Robin Bartlett of The Social Element added that agility wasn’t only needed in a client-serving sense, it’s also about how an agency sets itself up. “So many businesses are one Government policy update away from pivoting their purpose. At The Social Element [during Covid] we pivoted with our client’s needs from social media services to providing business intelligence from social audience data, almost overnight.” 

Who you serve and why 

Peter’s next tough truth for agencies focused on the importance of truly understanding data – and how to use it. 

“Marketing used to be just about knowing your customer. Now it is clearly about knowing your customer segment.”

“Everything has become much more precise,” he continued. “Data has become incredibly important and is a primary topic for brand-side leaders when communicating with agency partners.” 

He pointed out that sophisticated use of data empowers marketers to create work which genuinely moves the dial. “Data allows marketers to take previously separated ingredients and fuse these together into an engaging story. The art of storytelling is a creative talent – and marketers should never let this talent be left behind.  Data is crucial – but don’t confuse the tools we write these stories with for the tale itself”. 

Relationships reimagined 

“The pandemic has changed how we feel about relationships in every sense,” Peter summarised. “Who we want to see – and indeed work with – has changed forever. Relationships have gone from mattering – to being absolutely everything.”

Claire Charruau of VMLY&R underlined this thought on relationships. ““Every agency should want to be their clients’ most important partner. You want to be the partner they trust to call at these Black Swan moments. And it means having your finger on the pulse of their industry and not just know the issues – but be ready with prospective, creative solutions.” 

Big ideas are bigger than ever 

John Kearon of System1 stressed: “Brands need to give audiences a reason to have this relationship. You need to engage and encourage audiences to enter your brand world. Characters, or fluid devices, are a powerful means of achieving this. Look at the Compare the Market Meerkats – or the M&Ms”. 

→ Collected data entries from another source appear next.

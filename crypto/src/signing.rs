use crate::error::{CryptoError, CryptoResult};
use crate::MIN_SECRET_LEN;
use base64::{engine::general_purpose, Engine as _};
use ring::hmac;
use ring::rand::{SecureRandom, SystemRandom};
use zeroize::Zeroizing;

/// HMAC-SHA256 signer.
///
/// Holds only the derived key schedule; the raw secret is wiped as soon as
/// the key is built.
pub struct HmacSigner {
    key: hmac::Key,
    rng: SystemRandom,
}

impl HmacSigner {
    pub fn new(secret: &[u8]) -> CryptoResult<Self> {
        if secret.len() < MIN_SECRET_LEN {
            return Err(CryptoError::InvalidKeyLength {
                expected: MIN_SECRET_LEN,
                got: secret.len(),
            });
        }

        Ok(Self {
            key: hmac::Key::new(hmac::HMAC_SHA256, secret),
            rng: SystemRandom::new(),
        })
    }

    /// Build a signer from the secret held in environment variable `var`
    pub fn from_env(var: &str) -> CryptoResult<Self> {
        let secret = Zeroizing::new(
            std::env::var(var).map_err(|_| CryptoError::MissingSecret(var.to_string()))?,
        );
        Self::new(secret.as_bytes())
    }

    /// Hex-encoded MAC over `payload`
    pub fn sign(&self, payload: &[u8]) -> String {
        hex::encode(hmac::sign(&self.key, payload).as_ref())
    }

    /// Constant-time check of a hex MAC produced by [`HmacSigner::sign`]
    pub fn verify(&self, payload: &[u8], signature_hex: &str) -> CryptoResult<()> {
        let tag = hex::decode(signature_hex)
            .map_err(|e| CryptoError::InvalidFormat(format!("signature is not hex: {}", e)))?;
        hmac::verify(&self.key, payload, &tag).map_err(|_| CryptoError::SignatureVerificationFailed)
    }

    /// `base64(payload).hex(mac)`
    pub fn seal(&self, payload: &[u8]) -> String {
        format!("{}.{}", general_purpose::STANDARD.encode(payload), self.sign(payload))
    }

    /// Verify a sealed envelope and return the payload it carries
    pub fn open(&self, envelope: &str) -> CryptoResult<Vec<u8>> {
        let (encoded, signature) = envelope
            .split_once('.')
            .ok_or_else(|| CryptoError::InvalidFormat("missing '.' separator".to_string()))?;

        let payload = general_purpose::STANDARD
            .decode(encoded)
            .map_err(|e| CryptoError::InvalidFormat(format!("payload is not base64: {}", e)))?;

        self.verify(&payload, signature)?;
        Ok(payload)
    }

    /// 16 random bytes, hex encoded, for payload nonces
    pub fn nonce(&self) -> CryptoResult<String> {
        let mut bytes = [0u8; 16];
        self.rng.fill(&mut bytes).map_err(|_| CryptoError::RandomFailed)?;
        Ok(hex::encode(bytes))
    }
}

impl std::fmt::Debug for HmacSigner {
    fn fmt(&self, f: &mut std::fmt::Formatter<'_>) -> std::fmt::Result {
        f.debug_struct("HmacSigner").field("algorithm", &"HMAC-SHA256").finish()
    }
}

#[cfg(test)]
mod tests {
    use super::*;

    const SECRET: &[u8] = b"test-secret-test-secret-test-secret!";

    #[test]
    fn test_short_secret_rejected() {
        let result = HmacSigner::new(b"too-short");
        assert!(matches!(
            result,
            Err(CryptoError::InvalidKeyLength { expected: 32, got: 9 })
        ));
    }

    #[test]
    fn test_sign_is_deterministic_and_verifies() {
        let signer = HmacSigner::new(SECRET).unwrap();

        let a = signer.sign(b"payload");
        let b = signer.sign(b"payload");
        assert_eq!(a, b);
        assert_eq!(a.len(), 64);
        assert!(signer.verify(b"payload", &a).is_ok());
    }

    #[test]
    fn test_tampered_payload_fails_verification() {
        let signer = HmacSigner::new(SECRET).unwrap();

        let sig = signer.sign(b"estimatedPatientCost=180.00");
        let result = signer.verify(b"estimatedPatientCost=18.00", &sig);
        assert!(matches!(result, Err(CryptoError::SignatureVerificationFailed)));
    }

    #[test]
    fn test_envelope_from_other_key_rejected() {
        let signer = HmacSigner::new(SECRET).unwrap();
        let other = HmacSigner::new(b"another-secret-another-secret-0000").unwrap();

        let envelope = signer.seal(b"{\"status\":\"completed\"}");
        assert_eq!(signer.open(&envelope).unwrap(), b"{\"status\":\"completed\"}".to_vec());
        assert!(other.open(&envelope).is_err());
    }

    #[test]
    fn test_malformed_envelope() {
        let signer = HmacSigner::new(SECRET).unwrap();

        assert!(matches!(signer.open("no-separator"), Err(CryptoError::InvalidFormat(_))));
        assert!(matches!(signer.open("!!!.abcd"), Err(CryptoError::InvalidFormat(_))));
        assert!(matches!(signer.open("e30=.zz"), Err(CryptoError::InvalidFormat(_))));
    }

    #[test]
    fn test_nonce_is_random_hex() {
        let signer = HmacSigner::new(SECRET).unwrap();

        let a = signer.nonce().unwrap();
        let b = signer.nonce().unwrap();
        assert_eq!(a.len(), 32);
        assert_ne!(a, b);
    }
}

“These characters create a distinct brand universe. Targeting and timing are nothing without this relationship – these foundational brand icons work as shortcuts to transport audiences when leveraging shorter form digital formats”. 

Big ideas are more important than ever in creating relationships with both customers and brand partners. But as Neil Sims from Oakwood noted: “The best big ideas are still the ones which can be done within the existing budget”. 

The power of storytelling extends beyond brand campaigns – all the way to the agency pitching process. Tom Laranjo and Jody Osman both asked Peter to share his perspective on how agencies can sell their stories to brands when pitching remotely. 

“Nobody has been able to rip up the rulebook entirely and present ideas in a truly novel way in our Zoom era – but we have seen less paper, less powerpoints and less paraphernalia surrounding an idea. The context of a Zoom encourages people to get to the point and tell the story simply. And I think this is a good thing.” 

“Everything is now hyper-selective,” Peter concluded. “People no longer have room in their lives for things that do not spark excitement, passion – or speak to a greater purpose”.